Na dann,schau ich mal.


----------



## Stefan.B (28. November 2007)

Sind ja nen paar nette dabei aber wie siehts denn mit dem Gewicht des Fahrers aus und was ist an F-Set aus zusetzten?


----------



## RISE (28. November 2007)

Zum Gewicht des Fahrers kann ich nichts sagen, F-Set würde ich aus optischen Gründen schon nicht nehmen, hinzu KAM zumindest mal die Schwierigkeit, Ersatzteile zu besorgen. Inwiefern das noch so ist, kann ich nicht sagen. 
Ansonsten sind die Titusdinger eher fahrende Schrotthaufen.

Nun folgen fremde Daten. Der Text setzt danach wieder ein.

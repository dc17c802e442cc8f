// Copyright 2025 the Geom2d Authors
// SPDX-License-Identifier: Apache-2.0 OR MIT

//! A rectangle.

use core::fmt;
use core::ops::{Add, Sub};

use crate::crossings::{path_rect_crossings, CrossingMode};
use crate::segment::intersects_rect_segment;
use crate::{
    Circle, Ellipse, Intersects, Path, PathElement, PathError, PathIterator, Point, RoundRect,
    Segment, Shape, Vec2, WindingRule,
};

/// An axis-aligned rectangle.
///
/// The constructors establish `x0 <= x1` and `y0 <= y1`. Fields assigned
/// directly are expected to keep that order.
#[derive(Clone, Copy, Default, PartialEq)]
#[cfg_attr(feature = "schemars", derive(schemars::JsonSchema))]
#[cfg_attr(feature = "serde", derive(serde::Serialize, serde::Deserialize))]
pub struct Rect {
    /// The minimum x coordinate.
    pub x0: f64,
    /// The minimum y coordinate.
    pub y0: f64,
    /// The maximum x coordinate.
    pub x1: f64,
    /// The maximum y coordinate.
    pub y1: f64,
}

impl Rect {
    /// The empty rectangle at the origin.
    pub const ZERO: Rect = Rect {
        x0: 0.,
        y0: 0.,
        x1: 0.,
        y1: 0.,
    };

    /// A new rectangle from two opposite corners' coordinates.
    ///
    /// The coordinates are sorted, so any two opposite corners work.
    #[inline]
    pub fn new(x0: f64, y0: f64, x1: f64, y1: f64) -> Rect {
        Rect {
            x0: x0.min(x1),
            y0: y0.min(y1),
            x1: x0.max(x1),
            y1: y0.max(y1),
        }
    }

    /// A new rectangle from two opposite corners.
    #[inline]
    pub fn from_points(p0: impl Into<Point>, p1: impl Into<Point>) -> Rect {
        let p0 = p0.into();
        let p1 = p1.into();
        Rect::new(p0.x, p0.y, p1.x, p1.y)
    }

    /// A new rectangle from its minimum corner and size.
    ///
    /// A negative width or height extends towards smaller coordinates.
    #[inline]
    pub fn from_origin_size(origin: impl Into<Point>, width: f64, height: f64) -> Rect {
        let origin = origin.into();
        Rect::from_points(origin, origin + Vec2::new(width, height))
    }

    /// A new rectangle centered on `center`.
    #[inline]
    pub fn from_center_size(center: impl Into<Point>, width: f64, height: f64) -> Rect {
        let center = center.into();
        let half = Vec2::new(width / 2.0, height / 2.0);
        Rect::from_points(center - half, center + half)
    }

    /// The width of the rectangle.
    #[inline]
    pub fn width(&self) -> f64 {
        self.x1 - self.x0
    }

    /// The height of the rectangle.
    #[inline]
    pub fn height(&self) -> f64 {
        self.y1 - self.y0
    }

    /// The minimum corner.
    #[inline]
    pub fn origin(&self) -> Point {
        Point::new(self.x0, self.y0)
    }

    /// The maximum corner.
    #[inline]
    pub fn max_corner(&self) -> Point {
        Point::new(self.x1, self.y1)
    }

    /// The area of the rectangle.
    #[inline]
    pub fn area(&self) -> f64 {
        self.width() * self.height()
    }

    /// The center point of the rectangle.
    #[inline]
    pub fn center(&self) -> Point {
        Point::new(0.5 * (self.x0 + self.x1), 0.5 * (self.y0 + self.y1))
    }

    /// Re-establish `x0 <= x1` and `y0 <= y1`.
    #[inline]
    #[must_use]
    pub fn abs(&self) -> Rect {
        Rect::new(self.x0, self.y0, self.x1, self.y1)
    }

    /// The smallest rectangle enclosing both rectangles.
    #[inline]
    #[must_use]
    pub fn union(&self, other: Rect) -> Rect {
        Rect {
            x0: self.x0.min(other.x0),
            y0: self.y0.min(other.y0),
            x1: self.x1.max(other.x1),
            y1: self.y1.max(other.y1),
        }
    }

    /// The smallest rectangle enclosing the rectangle and `pt`.
    #[inline]
    #[must_use]
    pub fn union_pt(&self, pt: Point) -> Rect {
        Rect {
            x0: self.x0.min(pt.x),
            y0: self.y0.min(pt.y),
            x1: self.x1.max(pt.x),
            y1: self.y1.max(pt.y),
        }
    }

    /// The intersection of two rectangles.
    ///
    /// Disjoint rectangles produce a zero-area rectangle located between
    /// them.
    #[inline]
    #[must_use]
    pub fn intersect(&self, other: Rect) -> Rect {
        let x0 = self.x0.max(other.x0);
        let y0 = self.y0.max(other.y0);
        let x1 = self.x1.min(other.x1);
        let y1 = self.y1.min(other.y1);
        Rect {
            x0,
            y0,
            x1: x1.max(x0),
            y1: y1.max(y0),
        }
    }

    /// Expand the rectangle by `width` on the left and the right, and by
    /// `height` on the top and the bottom.
    ///
    /// Shrinking past zero size collapses to the center line.
    #[inline]
    #[must_use]
    pub fn inflate(&self, width: f64, height: f64) -> Rect {
        let c = self.center();
        let hw = (0.5 * self.width() + width).max(0.0);
        let hh = (0.5 * self.height() + height).max(0.0);
        Rect {
            x0: c.x - hw,
            y0: c.y - hh,
            x1: c.x + hw,
            y1: c.y + hh,
        }
    }

    /// The smallest rectangle enclosing all `points`, or `None` if there
    /// are none.
    pub fn enclosing(points: impl IntoIterator<Item = Point>) -> Option<Rect> {
        let mut points = points.into_iter();
        let first = points.next()?;
        let init = Rect::from_points(first, first);
        Some(points.fold(init, |r, p| r.union_pt(p)))
    }
}

impl From<(Point, Point)> for Rect {
    #[inline(always)]
    fn from(points: (Point, Point)) -> Rect {
        Rect::from_points(points.0, points.1)
    }
}

impl From<((f64, f64), (f64, f64))> for Rect {
    #[inline(always)]
    fn from(coords: ((f64, f64), (f64, f64))) -> Rect {
        Rect::from_points(coords.0, coords.1)
    }
}

impl Add<Vec2> for Rect {
    type Output = Rect;

    #[inline]
    fn add(self, v: Vec2) -> Rect {
        Rect {
            x0: self.x0 + v.x,
            y0: self.y0 + v.y,
            x1: self.x1 + v.x,
            y1: self.y1 + v.y,
        }
    }
}

impl Sub<Vec2> for Rect {
    type Output = Rect;

    #[inline]
    fn sub(self, v: Vec2) -> Rect {
        self + (-v)
    }
}

impl fmt::Debug for Rect {
    fn fmt(&self, f: &mut fmt::Formatter<'_>) -> fmt::Result {
        if f.alternate() {
            write!(
                f,
                "Rect {{ origin: {:?}, width: {:?}, height: {:?} }}",
                self.origin(),
                self.width(),
                self.height()
            )
        } else {
            write!(
                f,
                "Rect {{ x0: {:?}, y0: {:?}, x1: {:?}, y1: {:?} }}",
                self.x0, self.y0, self.x1, self.y1
            )
        }
    }
}

impl fmt::Display for Rect {
    fn fmt(&self, f: &mut fmt::Formatter<'_>) -> fmt::Result {
        write!(f, "[{}, {}]", self.origin(), self.max_corner())
    }
}

#[doc(hidden)]
#[derive(Clone, Debug)]
pub struct RectPathIter {
    rect: Rect,
    ix: usize,
}

impl Iterator for RectPathIter {
    type Item = PathElement;

    fn next(&mut self) -> Option<PathElement> {
        let Rect { x0, y0, x1, y1 } = self.rect;
        self.ix += 1;
        match self.ix {
            1 => Some(PathElement::move_to((x0, y0))),
            2 => Some(PathElement::line_to((x0, y0), (x1, y0))),
            3 => Some(PathElement::line_to((x1, y0), (x1, y1))),
            4 => Some(PathElement::line_to((x1, y1), (x0, y1))),
            5 => Some(PathElement::close((x0, y1), (x0, y0))),
            _ => None,
        }
    }
}

impl PathIterator for RectPathIter {
    #[inline]
    fn winding_rule(&self) -> WindingRule {
        WindingRule::NonZero
    }
}

impl Shape for Rect {
    type PathIter<'iter> = RectPathIter;

    fn path_iter(&self) -> RectPathIter {
        RectPathIter {
            rect: *self,
            ix: if self.is_empty() { 5 } else { 0 },
        }
    }

    #[inline]
    fn bounding_box(&self) -> Rect {
        *self
    }

    /// Points on the border are inside.
    #[inline]
    fn contains(&self, pt: Point) -> bool {
        pt.x >= self.x0 && pt.x <= self.x1 && pt.y >= self.y0 && pt.y <= self.y1
    }

    #[inline]
    fn contains_rect(&self, rect: Rect) -> bool {
        rect.x0 >= self.x0 && rect.y0 >= self.y0 && rect.x1 <= self.x1 && rect.y1 <= self.y1
    }

    fn closest_point(&self, pt: Point) -> Point {
        Point::new(
            crate::clamp(pt.x, self.x0, self.x1),
            crate::clamp(pt.y, self.y0, self.y1),
        )
    }

    fn farthest_point(&self, pt: Point) -> Point {
        let c = self.center();
        Point::new(
            if pt.x <= c.x { self.x1 } else { self.x0 },
            if pt.y <= c.y { self.y1 } else { self.y0 },
        )
    }

    #[inline]
    fn translate(&mut self, v: Vec2) {
        *self = *self + v;
    }

    #[inline]
    fn is_empty(&self) -> bool {
        self.width() <= 0.0 || self.height() <= 0.0
    }

    fn intersects_path_iter<I: PathIterator>(&self, iter: I) -> Result<bool, PathError> {
        let mask = iter.winding_rule().crossing_mask(2);
        let crossings =
            path_rect_crossings(0, iter, *self, CrossingMode::SimpleIntersectionWhenNotPolygon)?;
        Ok(crossings.is_hit(mask))
    }
}

impl Intersects<Rect> for Rect {
    /// Rectangles sharing only a border do not intersect.
    #[inline]
    fn intersects(&self, other: &Rect) -> bool {
        self.x1 > other.x0 && self.x0 < other.x1 && self.y1 > other.y0 && self.y0 < other.y1
    }
}

impl Intersects<Segment> for Rect {
    #[inline]
    fn intersects(&self, other: &Segment) -> bool {
        intersects_rect_segment(*self, other.p0, other.p1)
    }
}

impl Intersects<Circle> for Rect {
    #[inline]
    fn intersects(&self, other: &Circle) -> bool {
        other.intersects(self)
    }
}

impl Intersects<Ellipse> for Rect {
    #[inline]
    fn intersects(&self, other: &Ellipse) -> bool {
        other.intersects(self)
    }
}

impl Intersects<RoundRect> for Rect {
    #[inline]
    fn intersects(&self, other: &RoundRect) -> bool {
        other.intersects(self)
    }
}

impl Intersects<Path> for Rect {
    /// An empty rectangle intersects no path.
    fn intersects(&self, other: &Path) -> bool {
        !self.is_empty() && matches!(self.intersects_path_iter(other.path_iter()), Ok(true))
    }
}

#[cfg(test)]
mod tests {
    use alloc::format;
    use alloc::vec::Vec;

    use super::*;
    use crate::PathElementType;

    #[test]
    fn constructors_sort_corners() {
        let r = Rect::new(10.0, 13.0, 5.0, 8.0);
        assert_eq!(r, Rect::new(5.0, 8.0, 10.0, 13.0));
        assert_eq!(r.width(), 5.0);
        assert_eq!(r.height(), 5.0);
        assert_eq!(Rect::from_origin_size((1.0, 1.0), -1.0, 2.0), Rect::new(0.0, 1.0, 1.0, 3.0));
        assert_eq!(
            Rect::from_center_size((0.0, 0.0), 2.0, 4.0),
            Rect::new(-1.0, -2.0, 1.0, 2.0)
        );
    }

    #[test]
    fn rect_rect_intersection() {
        let r = Rect::new(5.0, 8.0, 10.0, 13.0);
        assert!(!r.intersects(&Rect::new(0.0, 0.0, 8.0, 6.0)));
        assert!(r.intersects(&Rect::new(0.0, 0.0, 100.0, 100.0)));
        // Sharing a border only.
        assert!(!r.intersects(&Rect::new(10.0, 8.0, 12.0, 13.0)));
        assert!(r.intersects(&Rect::new(9.0, 12.0, 12.0, 20.0)));
    }

    #[test]
    fn containment() {
        let r = Rect::new(0.0, 0.0, 2.0, 1.0);
        assert!(r.contains(Point::new(1.0, 0.5)));
        assert!(r.contains(Point::new(2.0, 1.0)));
        assert!(!r.contains(Point::new(2.1, 1.0)));
        assert!(r.contains_rect(Rect::new(0.5, 0.0, 1.0, 1.0)));
        assert!(!r.contains_rect(Rect::new(0.5, 0.0, 3.0, 1.0)));
    }

    #[test]
    fn closest_and_farthest() {
        let r = Rect::new(0.0, 0.0, 4.0, 2.0);
        assert_eq!(r.closest_point(Point::new(1.0, 1.0)), Point::new(1.0, 1.0));
        assert_eq!(r.closest_point(Point::new(-1.0, 5.0)), Point::new(0.0, 2.0));
        assert_eq!(r.closest_point(Point::new(6.0, 1.0)), Point::new(4.0, 1.0));
        assert_eq!(r.distance(Point::new(6.0, 1.0)), 2.0);
        assert_eq!(r.distance_l1(Point::new(-1.0, 5.0)), 4.0);
        assert_eq!(r.distance_linf(Point::new(-1.0, 5.0)), 3.0);
        assert_eq!(r.farthest_point(Point::new(1.0, 1.0)), Point::new(4.0, 2.0));
        assert_eq!(r.farthest_point(Point::new(3.0, 1.5)), Point::new(0.0, 0.0));
    }

    #[test]
    fn path_iter() {
        let r = Rect::new(0.0, 0.0, 2.0, 1.0);
        let els: Vec<_> = r.path_iter().collect();
        let kinds: Vec<_> = els.iter().map(|e| e.kind).collect();
        assert_eq!(
            kinds,
            [
                PathElementType::MoveTo,
                PathElementType::LineTo,
                PathElementType::LineTo,
                PathElementType::LineTo,
                PathElementType::Close
            ]
        );
        assert_eq!(els[4], PathElement::close((0.0, 1.0), (0.0, 0.0)));
        assert_eq!(Rect::new(0.0, 0.0, 0.0, 1.0).path_iter().count(), 0);
        let moved: Vec<_> = r
            .transformed_iter(crate::Affine::translate((1.0, 0.0)))
            .map(|e| e.to)
            .collect();
        assert_eq!(moved[0], Point::new(1.0, 0.0));
    }

    #[test]
    fn rect_and_segment() {
        let r = Rect::new(0.0, 0.0, 10.0, 10.0);
        assert!(r.intersects(&Segment::new((-5.0, 5.0), (15.0, 5.0))));
        assert!(r.intersects(&Segment::new((1.0, 1.0), (2.0, 2.0))));
        assert!(!r.intersects(&Segment::new((11.0, 0.0), (20.0, 10.0))));
        assert!(!r.intersects(&Segment::new((-2.0, 9.0), (1.0, 12.0))));
    }

    #[test]
    fn rect_and_path_iter() {
        let r = Rect::new(0.0, 0.0, 1.0, 1.0);
        let big = Rect::new(-5.0, -5.0, 5.0, 5.0);
        assert_eq!(r.intersects_path_iter(big.path_iter()), Ok(true));
        let far = Rect::new(5.0, 5.0, 6.0, 6.0);
        assert_eq!(r.intersects_path_iter(far.path_iter()), Ok(false));
    }

    #[test]
    fn translate_and_format() {
        let mut r = Rect::new(0.0, 0.0, 1.0, 1.0);
        r.translate(Vec2::new(2.0, 3.0));
        assert_eq!(r, Rect::new(2.0, 3.0, 3.0, 4.0));
        assert_eq!(r - Vec2::new(2.0, 3.0), Rect::new(0.0, 0.0, 1.0, 1.0));
        assert_eq!(format!("{r:?}"), "Rect { x0: 2.0, y0: 3.0, x1: 3.0, y1: 4.0 }");
        assert_eq!(
            Rect::enclosing([Point::new(1.0, 5.0), Point::new(-1.0, 2.0)]),
            Some(Rect::new(-1.0, 2.0, 1.0, 5.0))
        );
        assert_eq!(Rect::enclosing([]), None);
        assert_eq!(
            r.intersect(Rect::new(2.5, 0.0, 10.0, 3.5)),
            Rect::new(2.5, 3.0, 3.0, 3.5)
        );
        assert_eq!(r.inflate(1.0, 0.0), Rect::new(1.0, 3.0, 4.0, 4.0));
    }
}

Ist zwar fraglich, ob ein Kind das Ding zerlegt, ich bin aber trotzdem davon überzeugt, dass die anderen aufgelisteten Räder mehr können.


----------



## Hertener (29. November 2007)

Sollte man die Kaufentscheidung wirklich vom Rotor abhängig machen?
Ich meine, das ist so'n Ding für 20 Euro. Da guckt man dann vielleicht doch lieber mal auf die Dinge, die auf'm After-Market nicht für 'n Appel und 'n Ei zu bekommen sind. 

Und bezüglich: F-Set-Rotor: Den kannst Du nicht eben mal abbauen, wenn er out-of-style ist. Zumindest bleibt die Cola-Dose am Rahmen, oder Du kaufst halt einen neuen Rahmen.


----------



## redbaron-bmx (29. November 2007)

f-set = NIX MIT DIE FINGERS!


----------



## MTB-News.de




----------



## terrible (2. Dezember 2007)

ich würde auch nen normalen rotor vorschlagen,da kann besser ein die bremszüge wechseln und für einen anfänger würde sogar ein langes bremskabel langen,ist auch leichter einzustellen.aber für ein kind ist es natürlich cooler wenn mman den lenker andauernd drehen kann! also normalen rotor!!!!


----------